Russian officials say North Korea must provide more information about its nuclear weapons program.
Russia's deputy foreign minister, Alexander Losyukov, said Moscow is disappointed with North Korea's response to Russia's request for more information about its nuclear program.
Mr. Losyukov was speaking to the Russian wire service Interfax. He described statements by North Korean officials as ambiguous. Mr. Losyukov said ambiguity leads to mutual suspicions, and that could have a negative impact on the situation on the Korean peninsula.
The foreign ministry official also called on both the United States and North Korea to clarify the issue, saying Russia has no convincing information that North Korea has such a program.
He said North Korea sent Moscow information about what happened during talks with a U.S. envoy, after which, the United States accused North Korea of continuing its weapons program.
Mr. Losyukov said, from North Korea's account of the talks with the United States, it sounded as if there was neither admission nor denial on the part of North Korea that it has a nuclear weapons program.
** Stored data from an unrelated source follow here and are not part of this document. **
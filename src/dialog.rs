use crate::callback::SessionCallback;
use crate::cancel::CancellationToken;
use crate::client::config::Config;
use crate::client::stats::Stats;
use crate::error::{Error, Result};
use crate::session::{DuplexSession, SessionEnd, SessionKind, SessionState, StopOutcome};
use crate::transport::Connector;
use dashscope_realtime_types::dialog::{DialogInput, DialogParameters};
use dashscope_realtime_types::events::{Action, ClientMessage, Streaming};
use std::sync::Arc;
use std::time::Duration;

const TASK_GROUP: &str = "aigc";
const TASK: &str = "multimodal-generation";
const FUNCTION: &str = "generation";

/// Long-lived voice conversation with a multimodal application.
pub struct MultiModalDialog {
    config: Arc<Config>,
    connector: Arc<dyn Connector>,
    model: String,
    app_id: String,
    workspace_id: Option<String>,
    dialog_id: Option<String>,
    parameters: DialogParameters,
}

impl MultiModalDialog {
    pub(crate) fn new(
        config: Arc<Config>,
        connector: Arc<dyn Connector>,
        model: &str,
        app_id: &str,
    ) -> Self {
        let workspace_id = config.workspace().map(str::to_string);
        Self {
            config,
            connector,
            model: model.to_string(),
            app_id: app_id.to_string(),
            workspace_id,
            dialog_id: None,
            parameters: DialogParameters::default(),
        }
    }

    pub fn with_workspace_id(mut self, workspace_id: &str) -> Self {
        self.workspace_id = Some(workspace_id.to_string());
        self
    }

    /// Continues an earlier conversation instead of starting a new one.
    pub fn with_dialog_id(mut self, dialog_id: &str) -> Self {
        self.dialog_id = Some(dialog_id.to_string());
        self
    }

    pub fn with_parameters(mut self, parameters: DialogParameters) -> Self {
        self.parameters = parameters;
        self
    }

    pub fn parameters(&self) -> &DialogParameters {
        &self.parameters
    }

    pub async fn start<C: SessionCallback>(&self, callback: C) -> Result<DialogSession> {
        let session = DuplexSession::open(
            &self.config,
            self.connector.as_ref(),
            SessionKind::Dialog,
            callback,
        )
        .await?;
        let dialog = DialogSession {
            session,
            model: self.model.clone(),
            app_id: self.app_id.clone(),
            workspace_id: self.workspace_id.clone(),
            start_timeout: self.config.connect_timeout(),
            stop_timeout: self.config.stop_timeout(),
        };

        let sent = dialog
            .send_start(self.dialog_id.as_deref(), &self.parameters)
            .await;
        if let Err(e) = sent {
            dialog.close().await;
            return Err(e);
        }
        Ok(dialog)
    }
}

/// An open dialog. Turns repeat on the same connection until `stop` or
/// `close`.
pub struct DialogSession {
    session: DuplexSession,
    model: String,
    app_id: String,
    workspace_id: Option<String>,
    start_timeout: Duration,
    stop_timeout: Duration,
}

impl DialogSession {
    pub fn task_id(&self) -> &str {
        self.session.task_id()
    }

    /// Assigned by the service in its `Started` directive.
    pub fn dialog_id(&self) -> Option<String> {
        self.session.dialog_id()
    }

    pub fn state(&self) -> SessionState {
        self.session.state()
    }

    pub fn stats(&self) -> Stats {
        self.session.stats()
    }

    pub async fn wait_started(&self, limit: Option<Duration>) -> Result<()> {
        self.session
            .wait_started(limit.unwrap_or(self.start_timeout))
            .await
    }

    fn directive(&self, action: Action, dialog_id: Option<&str>) -> Result<ClientMessage> {
        let input = DialogInput::new(&self.app_id, action.as_str())
            .with_workspace_id(self.workspace_id.as_deref())
            .with_dialog_id(dialog_id);
        Ok(ClientMessage::new(action, self.session.task_id())
            .with_streaming(Streaming::Duplex)
            .with_model(&self.model)
            .with_task(TASK_GROUP, TASK, FUNCTION)
            .with_input(serde_json::to_value(input)?))
    }

    async fn send_start(&self, dialog_id: Option<&str>, parameters: &DialogParameters) -> Result<()> {
        let message = self
            .directive(Action::Start, dialog_id)?
            .with_parameters(serde_json::to_value(parameters)?);
        self.session.send_start(&message).await
    }

    async fn send_directive(&self, action: Action) -> Result<()> {
        let dialog_id = self.session.dialog_id();
        let message = self.directive(action, dialog_id.as_deref())?;
        self.session.send_directive(&message).await
    }

    /// Forwards one frame of captured audio.
    pub async fn send_audio(&self, frame: &[u8]) -> Result<()> {
        self.session.send_audio(frame).await
    }

    /// Opens a user turn.
    pub async fn start_speech(&self) -> Result<()> {
        self.send_directive(Action::SendSpeech).await
    }

    /// Ends the current user turn; the dialog stays open.
    pub async fn stop_speech(&self) -> Result<()> {
        self.send_directive(Action::StopSpeech).await
    }

    /// Cuts the assistant off mid-response so the user can speak.
    pub async fn interrupt(&self) -> Result<()> {
        self.send_directive(Action::RequestToSpeak).await
    }

    /// Asks the assistant to answer `text` directly, e.g. `kind = "prompt"`.
    pub async fn request_to_respond(&self, kind: &str, text: &str) -> Result<()> {
        let dialog_id = self.session.dialog_id();
        let input = DialogInput::new(&self.app_id, Action::RequestToRespond.as_str())
            .with_workspace_id(self.workspace_id.as_deref())
            .with_dialog_id(dialog_id.as_deref())
            .with_request(kind, text);
        let message = self
            .directive(Action::RequestToRespond, dialog_id.as_deref())?
            .with_input(serde_json::to_value(input)?);
        self.session.send_directive(&message).await
    }

    /// Keeps an idle dialog from being closed by the service.
    pub async fn send_heartbeat(&self) -> Result<()> {
        self.send_directive(Action::HeartBeat).await
    }

    /// Ends the dialog: sends `Stop`, waits for `Stopped` up to the stop
    /// timeout, then closes the connection.
    pub async fn stop(&self) -> Result<StopOutcome> {
        self.stop_inner(None).await
    }

    pub async fn stop_with_cancel(&self, cancel: &CancellationToken) -> Result<StopOutcome> {
        self.stop_inner(Some(cancel)).await
    }

    async fn stop_inner(&self, cancel: Option<&CancellationToken>) -> Result<StopOutcome> {
        if let Some(end) = self.session.end() {
            return Ok(StopOutcome::AlreadyFinished(end.code()));
        }
        if self.session.begin_stopping() {
            let dialog_id = self.session.dialog_id();
            let message = self.directive(Action::Stop, dialog_id.as_deref())?;
            match self.session.send_message(&message).await {
                Ok(()) => {}
                Err(Error::Closed) => {
                    return match self.session.end() {
                        Some(end) => Ok(StopOutcome::AlreadyFinished(end.code())),
                        None => Err(Error::Closed),
                    };
                }
                Err(e) => return Err(e),
            }
        }
        let drained = self.session.drain(Some(self.stop_timeout), cancel).await?;
        Ok(drained.into_outcome())
    }

    /// Closes immediately without waiting for the service.
    pub async fn close(&self) {
        self.session.close().await;
    }

    /// Waits until the session ended, however that happened.
    pub async fn wait_closed(&self) -> Option<SessionEnd> {
        self.session.wait_closed().await
    }
}
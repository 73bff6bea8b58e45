mod macros;

pub mod audio;
pub mod dialog;
pub mod events;
pub mod recognition;
pub mod synthesis;
pub mod task;

pub use events::{ClientMessage, ServerEvent};
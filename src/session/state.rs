use crate::error::{Error, Result};
use dashscope_realtime_types::events::ErrorDetails;

/// Lifecycle of a duplex session. `Closed` is terminal.
#[derive(Debug, Clone, Copy, PartialEq, Eq, Default)]
pub enum SessionState {
    #[default]
    Disconnected,
    Connecting,
    Open,
    Started,
    Closed,
}

/// Why a session reached `Closed`.
#[derive(Debug, Clone, Copy, PartialEq, Eq)]
pub enum CloseCode {
    /// The task ran to completion.
    Finished,
    ClosedByClient,
    ClosedByServer(u16),
    /// The service reported an error or a failed task.
    Failed,
    TransportError,
    /// A stop did not complete within its deadline and was forced.
    Timeout,
    Cancelled,
}

impl CloseCode {
    /// Close-frame code sent to (or received from) the peer.
    pub fn as_u16(&self) -> u16 {
        match self {
            CloseCode::Finished | CloseCode::ClosedByClient => 1000,
            CloseCode::ClosedByServer(code) => *code,
            CloseCode::Failed => 4000,
            CloseCode::TransportError => 1006,
            CloseCode::Timeout => 4008,
            CloseCode::Cancelled => 4009,
        }
    }
}

impl std::fmt::Display for CloseCode {
    fn fmt(&self, f: &mut std::fmt::Formatter<'_>) -> std::fmt::Result {
        match self {
            CloseCode::Finished => write!(f, "finished"),
            CloseCode::ClosedByClient => write!(f, "closed by client"),
            CloseCode::ClosedByServer(code) => write!(f, "closed by server ({})", code),
            CloseCode::Failed => write!(f, "failed"),
            CloseCode::TransportError => write!(f, "transport error"),
            CloseCode::Timeout => write!(f, "timed out"),
            CloseCode::Cancelled => write!(f, "cancelled"),
        }
    }
}

#[derive(Debug, Clone, PartialEq)]
pub struct SessionEnd {
    code: CloseCode,
    reason: String,
    failure: Option<ErrorDetails>,
}

impl SessionEnd {
    pub fn new(code: CloseCode, reason: &str) -> Self {
        Self {
            code,
            reason: reason.to_string(),
            failure: None,
        }
    }

    pub fn failed(details: ErrorDetails) -> Self {
        Self {
            code: CloseCode::Failed,
            reason: details.to_string(),
            failure: Some(details),
        }
    }

    pub fn code(&self) -> CloseCode {
        self.code
    }

    pub fn reason(&self) -> &str {
        &self.reason
    }

    pub fn failure(&self) -> Option<&ErrorDetails> {
        self.failure.as_ref()
    }

    /// Whether the close frame should be initiated by us with our own code.
    pub(crate) fn is_local(&self) -> bool {
        !matches!(self.code, CloseCode::ClosedByServer(_) | CloseCode::TransportError)
    }

    /// Maps the end of a one-shot task onto the caller's result.
    pub fn into_result(self) -> Result<()> {
        if let Some(details) = self.failure {
            return Err(Error::TaskFailed(details));
        }
        match self.code {
            CloseCode::Finished => Ok(()),
            CloseCode::TransportError => Err(Error::Transport(self.reason)),
            CloseCode::Timeout => Err(Error::Timeout(self.reason)),
            CloseCode::Cancelled => Err(Error::Cancelled),
            _ => Err(Error::Closed),
        }
    }
}

/// Everything a session shares between its reader task and its callers.
#[derive(Debug, Clone, Default)]
pub(crate) struct Snapshot {
    pub(crate) state: SessionState,
    pub(crate) stopping: bool,
    /// The task-initiating message went out.
    pub(crate) start_sent: bool,
    pub(crate) dialog_id: Option<String>,
    pub(crate) end: Option<SessionEnd>,
    /// Set after `on_close` returned and the transport was released.
    pub(crate) released: bool,
}

impl Snapshot {
    pub(crate) fn new() -> Self {
        Self::default()
    }

    pub(crate) fn begin_connect(&mut self) -> bool {
        if self.state != SessionState::Disconnected {
            return false;
        }
        self.state = SessionState::Connecting;
        true
    }

    pub(crate) fn connect_failed(&mut self) -> bool {
        if self.state != SessionState::Connecting {
            return false;
        }
        self.state = SessionState::Disconnected;
        true
    }

    pub(crate) fn opened(&mut self) -> bool {
        if self.state != SessionState::Connecting {
            return false;
        }
        self.state = SessionState::Open;
        true
    }

    /// The inbound acknowledgment is the only way into `Started`.
    pub(crate) fn started(&mut self, dialog_id: Option<String>) -> bool {
        match self.state {
            SessionState::Open | SessionState::Started => {
                self.state = SessionState::Started;
                if dialog_id.is_some() {
                    self.dialog_id = dialog_id;
                }
                true
            }
            _ => false,
        }
    }

    /// Returns `false` when the session was already stopping or is closed.
    pub(crate) fn begin_stopping(&mut self) -> bool {
        if self.stopping || self.state == SessionState::Closed {
            return false;
        }
        self.stopping = true;
        true
    }

    /// Audio and turn directives require an acknowledged, non-stopping session.
    pub(crate) fn check_sendable(&self) -> Result<()> {
        match self.state {
            SessionState::Closed => Err(Error::Closed),
            _ if self.stopping => Err(Error::Stopping),
            SessionState::Started => Ok(()),
            _ => Err(Error::NotReady),
        }
    }

    /// Control messages may go out as soon as the transport is open.
    pub(crate) fn check_writable(&self) -> Result<()> {
        match self.state {
            SessionState::Open | SessionState::Started => Ok(()),
            SessionState::Closed => Err(Error::Closed),
            _ => Err(Error::NotReady),
        }
    }

    /// Claims the single task-initiating message of the session.
    pub(crate) fn begin_start(&mut self) -> Result<()> {
        self.check_writable()?;
        if self.start_sent {
            return Err(Error::AlreadyStarted);
        }
        self.start_sent = true;
        Ok(())
    }

    /// Moves to `Closed`; returns `true` only for the first caller.
    pub(crate) fn close(&mut self, end: SessionEnd) -> bool {
        if self.state == SessionState::Closed {
            return false;
        }
        self.state = SessionState::Closed;
        self.end = Some(end);
        true
    }

    pub(crate) fn release(&mut self) -> bool {
        if self.released {
            return false;
        }
        self.released = true;
        true
    }
}
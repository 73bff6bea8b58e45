use crate::macros::open_enum;
use serde_json::Value;

open_enum! {
    /// `output.task_status` of an asynchronous task.
    pub enum TaskStatus {
        Pending => "PENDING",
        Running => "RUNNING",
        Succeeded => "SUCCEEDED",
        Failed => "FAILED",
        Canceled => "CANCELED",
        Unknown => "UNKNOWN",
        _ => Other,
    }
}

impl Default for TaskStatus {
    fn default() -> Self {
        TaskStatus::Unknown
    }
}

impl TaskStatus {
    /// Succeeded, Failed and Canceled are final; the task never changes again.
    pub fn is_terminal(&self) -> bool {
        matches!(
            self,
            TaskStatus::Succeeded | TaskStatus::Failed | TaskStatus::Canceled
        )
    }

    /// Position on the Pending -> Running -> terminal path. Statuses the
    /// client cannot place rank lowest.
    pub fn rank(&self) -> u8 {
        match self {
            TaskStatus::Unknown | TaskStatus::Other(_) => 0,
            TaskStatus::Pending => 1,
            TaskStatus::Running => 2,
            TaskStatus::Succeeded | TaskStatus::Failed | TaskStatus::Canceled => 3,
        }
    }
}

#[derive(Debug, Clone, Default, PartialEq, serde::Serialize, serde::Deserialize)]
pub struct TaskOutput {
    #[serde(default)]
    task_id: String,
    #[serde(default)]
    task_status: TaskStatus,
    /// Owned by the capability that submitted the task.
    #[serde(default, skip_serializing_if = "Option::is_none")]
    results: Option<Value>,
    #[serde(default, skip_serializing_if = "Option::is_none")]
    code: Option<String>,
    #[serde(default, skip_serializing_if = "Option::is_none")]
    message: Option<String>,
}

impl TaskOutput {
    pub fn task_id(&self) -> &str {
        &self.task_id
    }

    pub fn task_status(&self) -> &TaskStatus {
        &self.task_status
    }

    pub fn results(&self) -> Option<&Value> {
        self.results.as_ref()
    }

    pub fn code(&self) -> Option<&str> {
        self.code.as_deref()
    }

    pub fn message(&self) -> Option<&str> {
        self.message.as_deref()
    }
}

/// Body of both the submit response and `GET /tasks/{id}`.
#[derive(Debug, Clone, Default, PartialEq, serde::Serialize, serde::Deserialize)]
pub struct TaskResponse {
    #[serde(default)]
    request_id: String,
    #[serde(default, skip_serializing_if = "Option::is_none")]
    code: Option<String>,
    #[serde(default, skip_serializing_if = "Option::is_none")]
    message: Option<String>,
    #[serde(default)]
    output: TaskOutput,
    #[serde(default, skip_serializing_if = "Option::is_none")]
    usage: Option<Value>,
}

impl TaskResponse {
    pub fn request_id(&self) -> &str {
        &self.request_id
    }

    pub fn code(&self) -> Option<&str> {
        self.code.as_deref()
    }

    pub fn message(&self) -> Option<&str> {
        self.message.as_deref()
    }

    pub fn output(&self) -> &TaskOutput {
        &self.output
    }

    pub fn usage(&self) -> Option<&Value> {
        self.usage.as_ref()
    }

    pub fn task_id(&self) -> &str {
        self.output.task_id()
    }

    pub fn status(&self) -> &TaskStatus {
        self.output.task_status()
    }

    pub fn results_as<T: serde::de::DeserializeOwned>(&self) -> Result<Option<T>, serde_json::Error> {
        match &self.output.results {
            None | Some(Value::Null) => Ok(None),
            Some(value) => T::deserialize(value).map(Some),
        }
    }
}

#[cfg(test)]
mod tests {
    use super::*;

    #[test]
    fn decodes_task_resource() {
        let json = r#"{
            "request_id": "r-1",
            "output": {
                "task_id": "T1",
                "task_status": "SUCCEEDED",
                "results": [{"url": "https://example.com/a.png"}]
            },
            "usage": {"image_count": 1}
        }"#;
        let response: TaskResponse = serde_json::from_str(json).unwrap();
        assert_eq!(response.task_id(), "T1");
        assert_eq!(response.status(), &TaskStatus::Succeeded);
        assert!(response.status().is_terminal());

        #[derive(serde::Deserialize)]
        struct Image {
            url: String,
        }
        let images: Vec<Image> = response.results_as().unwrap().unwrap();
        assert_eq!(images[0].url, "https://example.com/a.png");
    }

    #[test]
    fn unlisted_status_is_kept_and_not_terminal() {
        let status: TaskStatus = serde_json::from_str(r#""SUSPENDED""#).unwrap();
        assert_eq!(status, TaskStatus::Other("SUSPENDED".to_string()));
        assert!(!status.is_terminal());
        assert_eq!(status.rank(), 0);
    }

    #[test]
    fn missing_output_defaults_to_unknown() {
        let response: TaskResponse =
            serde_json::from_str(r#"{"request_id":"r","code":"InvalidApiKey","message":"no"}"#).unwrap();
        assert_eq!(response.status(), &TaskStatus::Unknown);
        assert_eq!(response.task_id(), "");
        assert_eq!(response.code(), Some("InvalidApiKey"));
    }
}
Earlier Thursday, the North Korean ambassador to Russia, in comments reported by Interfax, said North Korea has the right to possess nuclear weapons, because it faces a growing nuclear threat from the United States.
U.S. officials stunned the world earlier this month when they said North Korea had admitted to secretly continuing its nuclear weapons program. A U.S. envoy later traveled to Moscow to lay out the United States case concerning North Korea.
Under a 1994 deal, North Korea was to freeze its nuclear weapons program in return for international help building two light-water reactors to generate electricity.
Russia is one of North Korea's few allies, and Russian President Vladimir Putin visited that country in 2000. After the U.S. announcement, Russian officials first said they were waiting for more information from both the United States and North Korea on the issue.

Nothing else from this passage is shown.